Baca Juga: Teknologi blockchain mulai mendapat tempat di Indonesia

"Bahkan, Indonesia punya potensi untuk menjadi pemimpin pasar blokchain di dunia. Ditambah lagi, dari regulasi pemerintah cenderung memberikan lampu hijau untuk perdagangan aset crypto," ujarnya.

Adapun beberapa tantangan terbesar industri blokchain, diungkapkan Devito seperti stigma dan miskonsepsi yang melekat terhadap bitcoin, di mana blokchai dianggap sebagai bitcoin. Di sisi lain, stigma bitcoin sebagai alat pendanaan untuk terorisme dan pencucian uang juga masih melekat di masyarakat. 

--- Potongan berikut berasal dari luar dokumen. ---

use anyhow::{Context, Result};
use clap::{Parser, Subcommand};
use std::path::PathBuf;

use geotalk::config::Config;
use geotalk::content::{NearbyQuery, Summary, WikiClient};
use geotalk::settings::{Language, Settings, SettingsStore};
use geotalk::storage::{Database, DatabaseError, PlaceCollection, PlaceRepository};

/// Get the config directory path (~/.config/geotalk/)
fn get_config_dir() -> Result<PathBuf> {
    let home = std::env::var("HOME").context("HOME environment variable not set")?;
    Ok(PathBuf::from(home).join(".config").join("geotalk"))
}

#[derive(Parser, Debug)]
#[command(
    name = "geotalk",
    about = "Points of interest near you, from Wikipedia, in your language"
)]
struct Args {
    /// Reset database (delete and recreate)
    #[arg(long)]
    reset_db: bool,

    /// Config file (defaults to ~/.config/geotalk/config.toml)
    #[arg(long, value_name = "FILE")]
    config: Option<PathBuf>,

    #[command(subcommand)]
    command: Command,
}

#[derive(Subcommand, Debug)]
enum Command {
    /// List places near a coordinate
    Nearby {
        #[arg(long, allow_negative_numbers = true)]
        lat: f64,
        #[arg(long, allow_negative_numbers = true)]
        lon: f64,
        /// Search radius in meters (defaults to the saved setting)
        #[arg(long)]
        radius: Option<u32>,
        #[arg(long)]
        limit: Option<u32>,
        /// en, fr or fi (defaults to the saved setting)
        #[arg(long)]
        language: Option<Language>,
    },
    /// Show a place's summary and record the visit
    Show {
        title: String,
        /// Read the downloaded copy instead of the network
        #[arg(long)]
        offline: bool,
        #[arg(long)]
        language: Option<Language>,
    },
    /// Print the text to read aloud for a place (pipe into a speech engine)
    Speak {
        title: String,
        #[arg(long)]
        language: Option<Language>,
    },
    /// Manage favorites
    Favorite {
        #[command(subcommand)]
        action: FavoriteAction,
    },
    /// Manage places saved for offline reading
    Download {
        #[command(subcommand)]
        action: DownloadAction,
    },
    /// Visited places
    History {
        #[command(subcommand)]
        action: HistoryAction,
    },
    /// Search radius and language
    Settings {
        #[command(subcommand)]
        action: SettingsAction,
    },
}

#[derive(Subcommand, Debug)]
enum FavoriteAction {
    /// Fetch TITLE and mark it as favorite
    Add { title: String },
    /// Favorite TITLE if it is not one, unfavorite it otherwise
    Toggle { title: String },
    Remove {
        title: String,
        #[arg(long)]
        page_id: Option<i64>,
    },
    List,
}

#[derive(Subcommand, Debug)]
enum DownloadAction {
    /// Fetch TITLE and keep its summary for offline reading
    Add { title: String },
    Remove {
        title: String,
        #[arg(long)]
        page_id: Option<i64>,
    },
    List,
}

#[derive(Subcommand, Debug)]
enum HistoryAction {
    List,
    Clear,
}

#[derive(Subcommand, Debug)]
enum SettingsAction {
    Show,
    /// Forget the saved radius and language
    Reset,
    Set {
        /// Search radius in meters (1000 to 10000)
        #[arg(long)]
        radius: Option<u32>,
        #[arg(long)]
        language: Option<Language>,
    },
}

/// Shared handles passed to every command
struct App {
    db: Database,
    client: WikiClient,
    settings: SettingsStore,
    config: Config,
}

#[tokio::main]
async fn main() -> Result<()> {
    tracing_subscriber::fmt()
        .with_env_filter(tracing_subscriber::EnvFilter::from_default_env())
        .init();

    let args = Args::parse();

    let config_dir = get_config_dir()?;
    if !config_dir.exists() {
        std::fs::create_dir_all(&config_dir).context("Failed to create config directory")?;
        println!("Created config directory: {}", config_dir.display());
    }

    // The directory holds browsing history; user-only access
    #[cfg(unix)]
    {
        use std::os::unix::fs::PermissionsExt;
        if let Err(e) =
            std::fs::set_permissions(&config_dir, std::fs::Permissions::from_mode(0o700))
        {
            tracing::warn!(
                path = %config_dir.display(),
                error = %e,
                "Failed to set config directory permissions to 0700"
            );
        }
    }

    let config_path = args
        .config
        .clone()
        .unwrap_or_else(|| config_dir.join("config.toml"));
    let config = Config::load(&config_path)
        .with_context(|| format!("Failed to load {}", config_path.display()))?;

    let db_path = config.database_path(&config_dir);
    if args.reset_db && db_path.exists() {
        std::fs::remove_file(&db_path).context("Failed to delete database")?;
        println!("Database reset.");
    }

    let db_path_str = db_path
        .to_str()
        .ok_or_else(|| anyhow::anyhow!("Invalid UTF-8 in database path"))?;
    let db = match Database::open(db_path_str).await {
        Ok(db) => db,
        Err(DatabaseError::InstanceLocked) => {
            eprintln!(
                "Error: Another instance of geotalk appears to be running. Please close it and try again."
            );
            std::process::exit(1);
        }
        Err(e) => return Err(anyhow::anyhow!("Failed to open database: {}", e)),
    };

    let client = WikiClient::from_config(&config).context("Failed to create HTTP client")?;
    let ctx = App {
        settings: SettingsStore::new(db.clone()),
        db,
        client,
        config,
    };

    match args.command {
        Command::Nearby {
            lat,
            lon,
            radius,
            limit,
            language,
        } => nearby(&ctx, lat, lon, radius, limit, language).await,
        Command::Show {
            title,
            offline,
            language,
        } => show(&ctx, &title, offline, language).await,
        Command::Speak { title, language } => {
            let summary = resolve_summary(&ctx, &title, false, language).await?;
            println!("{}", summary.speech_text());
            Ok(())
        }
        Command::Favorite { action } => favorite(&ctx, action).await,
        Command::Download { action } => download(&ctx, action).await,
        Command::History { action } => history(&ctx, action).await,
        Command::Settings { action } => settings(&ctx, action).await,
    }
}

// ============================================================================
// Commands
// ============================================================================

async fn nearby(
    ctx: &App,
    lat: f64,
    lon: f64,
    radius: Option<u32>,
    limit: Option<u32>,
    language: Option<Language>,
) -> Result<()> {
    let settings = ctx.settings.load().await;
    let mut query =
        NearbyQuery::from_settings(&settings).with_limit(limit.unwrap_or(ctx.config.nearby_limit));
    if let Some(radius) = radius {
        query.radius = radius;
    }
    if let Some(language) = language {
        query.language = language;
    }

    let places = ctx
        .client
        .find_nearby(Some(lat), Some(lon), &query)
        .await
        .context("Failed to fetch nearby places")?;

    if places.is_empty() {
        println!("No places found within {} m", query.radius);
        return Ok(());
    }

    println!("Nearby places ({})", places.len());
    for place in &places {
        println!(
            "{:>6.0} m  {}  ({:.5}, {:.5})  [{}]",
            place.distance, place.title, place.lat, place.lon, place.id
        );
    }
    Ok(())
}

/// Summary from the network, or from downloads when offline or when the
/// network fails and a copy was downloaded earlier.
async fn resolve_summary(
    ctx: &App,
    title: &str,
    offline: bool,
    language: Option<Language>,
) -> Result<Summary> {
    let downloaded = || async move {
        ctx.db.downloads().find(None, title).await.unwrap_or_else(|e| {
            tracing::warn!(error = %e, "Failed to read downloads");
            None
        })
    };

    if offline {
        return downloaded()
            .await
            .map(Summary::from)
            .with_context(|| format!("'{title}' has not been downloaded"));
    }

    let language = match language {
        Some(language) => language,
        None => ctx.settings.load().await.language,
    };
    match ctx.client.fetch_summary(title, language).await {
        Ok(summary) => Ok(summary),
        Err(e) => match downloaded().await {
            Some(place) => {
                tracing::warn!(error = %e, title = %title, "Fetch failed, using downloaded copy");
                Ok(Summary::from(place))
            }
            None => Err(e).with_context(|| format!("Failed to load '{title}'")),
        },
    }
}

async fn show(ctx: &App, title: &str, offline: bool, language: Option<Language>) -> Result<()> {
    let summary = resolve_summary(ctx, title, offline, language).await?;

    if let Err(e) = ctx.db.history().append(summary.id, &summary.title).await {
        tracing::warn!(error = %e, "Failed to record visit");
    }
    let favorite = ctx
        .db
        .favorites()
        .exists(summary.id, &summary.title)
        .await
        .unwrap_or(false);
    let downloaded = ctx
        .db
        .downloads()
        .exists(summary.id, &summary.title)
        .await
        .unwrap_or(false);

    println!("{}", summary.title);
    if let Some(description) = &summary.description {
        println!("{description}");
    }
    if !summary.extract.is_empty() {
        println!();
        println!("{}", summary.extract);
    }
    println!();
    if let Some(image) = &summary.image {
        match (summary.image_width, summary.image_height) {
            (Some(w), Some(h)) => println!("Image:      {image} ({w}x{h})"),
            _ => println!("Image:      {image}"),
        }
    }
    if let Some(url) = &summary.url {
        println!("Article:    {url}");
    }
    println!("Favorite:   {}", if favorite { "yes" } else { "no" });
    println!("Downloaded: {}", if downloaded { "yes" } else { "no" });
    Ok(())
}

async fn favorite(ctx: &App, action: FavoriteAction) -> Result<()> {
    let favorites = ctx.db.favorites();
    match action {
        FavoriteAction::Add { title } => {
            let summary = resolve_summary(ctx, &title, false, None).await?;
            favorites
                .add(&summary.to_place())
                .await
                .context("Failed to add favorite")?;
            println!("Added to favorites: {}", summary.title);
        }
        FavoriteAction::Toggle { title } => {
            let summary = resolve_summary(ctx, &title, false, None).await?;
            let now_favorite = favorites
                .toggle(&summary.to_place())
                .await
                .context("Favorite toggle failed")?;
            if now_favorite {
                println!("Added to favorites: {}", summary.title);
            } else {
                println!("Removed from favorites: {}", summary.title);
            }
        }
        FavoriteAction::Remove { title, page_id } => {
            favorites
                .remove(page_id, &title)
                .await
                .context("Failed to remove favorite")?;
            println!("Removed from favorites: {title}");
        }
        FavoriteAction::List => print_places(&favorites, "Favorites").await,
    }
    Ok(())
}

async fn download(ctx: &App, action: DownloadAction) -> Result<()> {
    let downloads = ctx.db.downloads();
    match action {
        DownloadAction::Add { title } => {
            let summary = resolve_summary(ctx, &title, false, None).await?;
            downloads
                .add(&summary.to_place())
                .await
                .context("Download failed")?;
            println!("Downloaded: {}", summary.title);
        }
        DownloadAction::Remove { title, page_id } => {
            downloads
                .remove(page_id, &title)
                .await
                .context("Failed to remove download")?;
            println!("Removed download: {title}");
        }
        DownloadAction::List => print_places(&downloads, "Downloads").await,
    }
    Ok(())
}

async fn print_places<C: PlaceCollection>(repo: &PlaceRepository<C>, heading: &str) {
    let places = repo.list_or_empty().await;
    if places.is_empty() {
        println!("{heading}: none");
        return;
    }

    println!("{heading} ({})", places.len());
    for place in places {
        let page_id = place
            .page_id
            .map(|id| format!("[{id}]"))
            .unwrap_or_default();
        match &place.saved_at {
            Some(saved_at) => println!("{saved_at}  {} {page_id}", place.title),
            None => println!("{} {page_id}", place.title),
        }
    }
}

async fn history(ctx: &App, action: HistoryAction) -> Result<()> {
    let history = ctx.db.history();
    match action {
        HistoryAction::List => {
            let entries = history.list_or_empty().await;
            if entries.is_empty() {
                println!("No visits yet");
            }
            for entry in entries {
                println!("{}  {}", entry.visited_at, entry.title);
            }
        }
        HistoryAction::Clear => {
            let removed = history.clear().await.context("Failed to clear history")?;
            println!("Cleared {removed} visits");
        }
    }
    Ok(())
}

async fn settings(ctx: &App, action: SettingsAction) -> Result<()> {
    let current = ctx.settings.load().await;
    match action {
        SettingsAction::Show => {
            println!("Search radius: {:.1} km", f64::from(current.radius) / 1000.0);
            println!(
                "Language:      {} ({})",
                current.language.native_name(),
                current.language
            );
        }
        SettingsAction::Reset => {
            ctx.settings
                .reset()
                .await
                .context("Could not reset settings")?;
            let defaults = Settings::default();
            println!(
                "Settings reset: {} m, {}",
                defaults.radius, defaults.language
            );
        }
        SettingsAction::Set { radius, language } => {
            let updated = Settings::new(
                radius.unwrap_or(current.radius),
                language.unwrap_or(current.language),
            )?;
            ctx.settings
                .save(&updated)
                .await
                .context("Could not save settings")?;
            println!("Settings saved");
        }
    }
    Ok(())
}
//! Units of work and their outcomes.
//!
//! A [`Task`] binds a source image, an [`Operation`] and an output path. It is
//! immutable once built and consumed by exactly one worker. The worker turns
//! it into a [`TaskResult`], which is never mutated after creation.

use crate::imaging::{PixelBuffer, ResizeParams, ZoomParams, digital_zoom, resize, rotate_90};
use serde::Serialize;
use std::fmt;
use std::path::{Path, PathBuf};

/// Transform to apply. Parameters are validated when they are built, so every
/// `Operation` value is runnable.
#[derive(Debug, Clone, Copy, PartialEq)]
pub enum Operation {
    Zoom(ZoomParams),
    Rotate90,
    Resize(ResizeParams),
    /// Pixels pass through untouched; the output extension picks the new format.
    FormatConvert,
}

/// Parameter-free label of an [`Operation`], used in results and output.
#[derive(Debug, Clone, Copy, PartialEq, Eq, Hash, Serialize)]
#[serde(rename_all = "snake_case")]
pub enum OperationKind {
    Zoom,
    Rotate90,
    Resize,
    FormatConvert,
}

impl fmt::Display for OperationKind {
    fn fmt(&self, f: &mut fmt::Formatter<'_>) -> fmt::Result {
        let label = match self {
            OperationKind::Zoom => "zoom",
            OperationKind::Rotate90 => "rotate",
            OperationKind::Resize => "resize",
            OperationKind::FormatConvert => "convert",
        };
        f.write_str(label)
    }
}

impl Operation {
    pub fn kind(&self) -> OperationKind {
        match self {
            Operation::Zoom(_) => OperationKind::Zoom,
            Operation::Rotate90 => OperationKind::Rotate90,
            Operation::Resize(_) => OperationKind::Resize,
            Operation::FormatConvert => OperationKind::FormatConvert,
        }
    }

    /// Run the transform. Consumes the source; it is dropped once the
    /// destination exists (or returned as-is for [`Operation::FormatConvert`]).
    pub fn apply(&self, source: PixelBuffer) -> PixelBuffer {
        match self {
            Operation::Zoom(params) => digital_zoom(&source, params),
            Operation::Rotate90 => rotate_90(&source),
            Operation::Resize(params) => resize(&source, params.width(), params.height()),
            Operation::FormatConvert => source,
        }
    }
}

#[derive(Debug, Clone, PartialEq)]
pub struct Task {
    source: PathBuf,
    operation: Operation,
    output: PathBuf,
}

impl Task {
    pub fn new(
        source: impl Into<PathBuf>,
        operation: Operation,
        output: impl Into<PathBuf>,
    ) -> Self {
        Self {
            source: source.into(),
            operation,
            output: output.into(),
        }
    }

    pub fn source(&self) -> &Path {
        &self.source
    }

    pub fn operation(&self) -> &Operation {
        &self.operation
    }

    pub fn output(&self) -> &Path {
        &self.output
    }
}

/// Pool-assigned, unique per pool, increasing in enqueue order.
#[derive(Debug, Clone, Copy, PartialEq, Eq, PartialOrd, Ord, Hash, Serialize)]
#[serde(transparent)]
pub struct TaskId(pub u64);

impl fmt::Display for TaskId {
    fn fmt(&self, f: &mut fmt::Formatter<'_>) -> fmt::Result {
        write!(f, "#{}", self.0)
    }
}

#[derive(Debug, Clone, PartialEq, Eq, Serialize)]
#[serde(tag = "status", content = "reason", rename_all = "snake_case")]
pub enum Outcome {
    Success,
    LoadFailed(String),
    SaveFailed(String),
    /// Processing panicked; carries the panic message.
    Panicked(String),
    /// Still queued when the pool stopped.
    Cancelled,
}

/// What happened to one task.
#[derive(Debug, Clone, PartialEq, Eq, Serialize)]
pub struct TaskResult {
    pub id: TaskId,
    pub source: PathBuf,
    pub output: PathBuf,
    pub operation: OperationKind,
    /// Index of the worker that ran the task; `None` if it never ran.
    pub worker: Option<usize>,
    pub outcome: Outcome,
}

impl TaskResult {
    pub fn new(id: TaskId, task: &Task, worker: Option<usize>, outcome: Outcome) -> Self {
        Self {
            id,
            source: task.source.clone(),
            output: task.output.clone(),
            operation: task.operation.kind(),
            worker,
            outcome,
        }
    }

    pub fn success(&self) -> bool {
        self.outcome == Outcome::Success
    }

    pub fn message(&self) -> String {
        match &self.outcome {
            Outcome::Success => format!("{} done", self.operation),
            Outcome::LoadFailed(reason) => format!("load failed: {reason}"),
            Outcome::SaveFailed(reason) => format!("save failed: {reason}"),
            Outcome::Panicked(reason) => format!("panicked: {reason}"),
            Outcome::Cancelled => "cancelled before processing".to_string(),
        }
    }
}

Padahal, Devito menegaskan bahwa penggunaan teknologi blokchain tidak terbatas pada aset crypto saja, tetapi juga sebagai teknologi pencatatan. Sehingga semua bentuk transaksi yang butuh pencatatan bisa memanfaatkan teknologi blokchain, mulai dari kesehatan, charity, supply chain dan lainnya. Dia juga mengungkapkan bahwa literasi masyarakat tergadap blokchain kurang dari 1%.

Baca Juga: Upbit luncurkan program referal untuk menarik investor kripto

Dosen Bina Nusantara (Binus) Hugo Prasetyo mengatakan, pemanfaatan blokchain sebagai investasi memiliki prospek yang cukup besar, apalagi belanja crypto currency sudah mendapat legalitas dari Bappebti. Bahkan untuk potensi yield, Hugo mengungkapkan sangat menggiurkan.

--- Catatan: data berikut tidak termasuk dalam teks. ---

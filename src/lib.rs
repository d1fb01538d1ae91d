//! # imgpool
//!
//! Batch image transforms on a fixed pool of worker threads. Each source image
//! becomes one task; workers pull tasks from a shared queue, decode, transform,
//! encode, and report a result. A failing image never stops the batch.
//!
//! # Architecture
//!
//! ```text
//!  caller ──enqueue──▶ TaskQueue ──pop──▶ worker 0..n ──report──▶ Reporter
//!                                           │                       │
//!                                   ImageCodec::load          log line, channel,
//!                                   Operation::apply          stored TaskResult
//!                                   ImageCodec::save
//! ```
//!
//! # Module Map
//!
//! | Module | Role |
//! |--------|------|
//! | [`imaging`] | Pixel buffers, pure transforms (resize, rotate 90°, digital zoom), the codec seam |
//! | [`task`] | `Task`, `Operation`, `TaskResult`: what to do and what happened |
//! | [`queue`] | Blocking multi-producer, multi-consumer FIFO |
//! | [`report`] | Locked result sink with optional channel subscriber; JSON run report |
//! | [`pool`] | Worker pool: start, enqueue, wait for completion, stop |
//! | [`config`] | `imgpool.toml` loading, merging, and validation |
//! | [`scan`] | Lists source images and selects them by index |
//! | [`naming`] | Output file names per operation |
//! | [`output`] | CLI output formatting |
//!
//! # Design Decisions
//!
//! ## Plain Threads Over a Task Runtime
//!
//! The work is CPU-bound and the pool size is fixed, so each worker is an OS
//! thread blocked on a condition variable while idle. Completion tracking is a
//! counter of outstanding tasks, not the queue length: a task that has been
//! popped but not yet reported still counts, so [`pool::WorkerPool::wait_all`]
//! cannot return early.
//!
//! ## Transforms Are Pure
//!
//! [`imaging::transforms`] functions take a borrowed source and return a new
//! buffer. They never touch the filesystem, which keeps them testable without
//! fixtures and lets the codec be swapped for an in-memory mock.
//!
//! ## Validated Parameters
//!
//! Zero output sizes and non-positive zoom levels are rejected when
//! [`imaging::ZoomParams`] / [`imaging::ResizeParams`] are built. A queued task
//! therefore never fails for a reason the caller could have caught up front;
//! the only runtime failures are loading and saving.

pub mod config;
pub mod imaging;
pub mod naming;
pub mod output;
pub mod pool;
pub mod queue;
pub mod report;
pub mod scan;
pub mod task;

#[cfg(test)]
pub(crate) mod test_helpers;
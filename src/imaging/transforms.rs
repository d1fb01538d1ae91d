//! Pixel transforms.
//!
//! Each transform reads a borrowed source and returns a newly allocated
//! destination; none mutate the source. They hold no shared state, so workers
//! may run them concurrently on their own buffers.
//!
//! | Transform | Output size | Sampling |
//! |---|---|---|
//! | [`resize`] | `width × height` | nearest neighbor, truncating |
//! | [`rotate_90`] | `src.height × src.width` | exact permutation (clockwise) |
//! | [`digital_zoom`] | `out_width × out_height` | nearest neighbor over a crop window, clamped |
//!
//! An empty source always produces an empty destination.

use super::buffer::PixelBuffer;
use super::calculations::{ZoomWindow, nearest_index, rotated_position};
use super::params::ZoomParams;

/// Nearest-neighbor resize to `width × height`.
///
/// Destination pixel `(x, y)` copies source pixel
/// `(x * src.width / width, y * src.height / height)`. A zero target
/// dimension yields an empty buffer.
pub fn resize(src: &PixelBuffer, width: u32, height: u32) -> PixelBuffer {
    if src.is_empty() || width == 0 || height == 0 {
        return PixelBuffer::new(0, 0, src.channels());
    }
    let (src_w, src_h) = src.dimensions();
    let mut dst = PixelBuffer::new(width, height, src.channels());
    for y in 0..height {
        let sy = nearest_index(y, height, src_h);
        for x in 0..width {
            let sx = nearest_index(x, width, src_w);
            dst.pixel_mut(x, y).copy_from_slice(src.pixel(sx, sy));
        }
    }
    dst
}

/// Clockwise quarter turn: source `(x, y)` lands on `(src.height - 1 - y, x)`.
pub fn rotate_90(src: &PixelBuffer) -> PixelBuffer {
    if src.is_empty() {
        return PixelBuffer::new(0, 0, src.channels());
    }
    let (src_w, src_h) = src.dimensions();
    let mut dst = PixelBuffer::new(src_h, src_w, src.channels());
    for y in 0..src_h {
        for x in 0..src_w {
            let (dx, dy) = rotated_position(x, y, src_h);
            dst.pixel_mut(dx, dy).copy_from_slice(src.pixel(x, y));
        }
    }
    dst
}

/// Crop a `src / level` window around the focus point and scale it to the
/// output size.
///
/// Every sampled coordinate is clamped into the source, so windows hanging
/// off an edge (focus near a border, or `level < 1`) repeat edge pixels
/// instead of reading out of bounds.
pub fn digital_zoom(src: &PixelBuffer, params: &ZoomParams) -> PixelBuffer {
    let out = (params.out_width(), params.out_height());
    if src.is_empty() {
        return PixelBuffer::new(0, 0, src.channels());
    }
    let window = ZoomWindow::new(src.dimensions(), params.center(), params.level());
    let mut dst = PixelBuffer::new(out.0, out.1, src.channels());
    for y in 0..out.1 {
        for x in 0..out.0 {
            let (sx, sy) = window.sample(x, y, out, src.dimensions());
            dst.pixel_mut(x, y).copy_from_slice(src.pixel(sx, sy));
        }
    }
    dst
}
//! Source image discovery.
//!
//! Lists the candidate images in an input directory (non-recursive) and lets
//! the caller pick a subset by 1-based index, the way the numbered listing of
//! the `scan` command presents them.
//!
//! ```text
//! train1/
//! ├── cat.jpg        → [1] cat.jpg
//! ├── dog.PNG        → [2] dog.PNG
//! ├── notes.txt      (ignored)
//! └── nested/        (ignored, not descended into)
//! ```

use crate::imaging::rust_backend::INPUT_EXTENSIONS;
use serde::Serialize;
use std::collections::HashSet;
use std::path::{Path, PathBuf};
use thiserror::Error;
use walkdir::WalkDir;

#[derive(Error, Debug)]
pub enum ScanError {
    #[error("IO error: {0}")]
    Io(#[from] std::io::Error),
    #[error("Not a directory: {0}")]
    NotADirectory(PathBuf),
}

impl From<walkdir::Error> for ScanError {
    fn from(e: walkdir::Error) -> Self {
        ScanError::Io(e.into())
    }
}

/// One listed image.
#[derive(Debug, Clone, PartialEq, Eq, Serialize)]
pub struct SourceImage {
    /// 1-based position in the sorted listing.
    pub index: usize,
    pub path: PathBuf,
    /// File name, for display.
    pub name: String,
}

/// List supported images directly inside `dir`, sorted by file name.
pub fn scan(dir: &Path) -> Result<Vec<SourceImage>, ScanError> {
    if !dir.is_dir() {
        return Err(ScanError::NotADirectory(dir.to_path_buf()));
    }

    let mut paths = Vec::new();
    for entry in WalkDir::new(dir)
        .min_depth(1)
        .max_depth(1)
        .follow_links(true)
        .sort_by_file_name()
    {
        let entry = entry?;
        if entry.file_type().is_file() && is_image(entry.path()) {
            paths.push(entry.into_path());
        }
    }

    Ok(paths
        .into_iter()
        .enumerate()
        .map(|(i, path)| SourceImage {
            index: i + 1,
            name: path
                .file_name()
                .map(|n| n.to_string_lossy().into_owned())
                .unwrap_or_default(),
            path,
        })
        .collect())
}

/// Whether the extension names a readable input format (case-insensitive).
pub fn is_image(path: &Path) -> bool {
    let ext = path
        .extension()
        .map(|e| e.to_string_lossy().to_lowercase())
        .unwrap_or_default();
    INPUT_EXTENSIONS.contains(&ext.as_str())
}

/// Outcome of picking images by index.
#[derive(Debug, Default, PartialEq)]
pub struct Selection {
    /// Chosen images in the order requested, each at most once.
    pub images: Vec<SourceImage>,
    /// Requested indices that name no image.
    pub out_of_range: Vec<usize>,
}

/// Pick images by 1-based index. Duplicates are ignored; invalid indices are
/// collected rather than failing the whole selection.
pub fn select_by_index(images: &[SourceImage], indices: &[usize]) -> Selection {
    let mut seen = HashSet::new();
    let mut selection = Selection::default();
    for &index in indices {
        match index.checked_sub(1).and_then(|i| images.get(i)) {
            Some(image) => {
                if seen.insert(index) {
                    selection.images.push(image.clone());
                }
            }
            None => selection.out_of_range.push(index),
        }
    }
    selection
}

"Yieldnya itu seperti untuk tanpa batas, rugi tanpa batas. Sehingga, penting untuk diterapkan manajemen risiko. Dibandingkan investasi saham, ketika harga bergerak liar adan Bursa Efek Indonesia (BEI) yang membatasi, tapi tidak dengan crypto currency," ujar Hugo kepada Kontan, Rabu (14/8).

Untuk itu, penerapan managemen risiko perlu dilakukan saat harga crypto currency melesat naik 5%-10%, investor direkomendasikan untuk melakukan cut loss. Hugo mengungkapkan ada tiga hal yang perlu diperhatikan saat berinvestasi di blokchain, khususnya crypto currency yakni memahami teknikal analisis, fundamental analisis dan emotional analisis.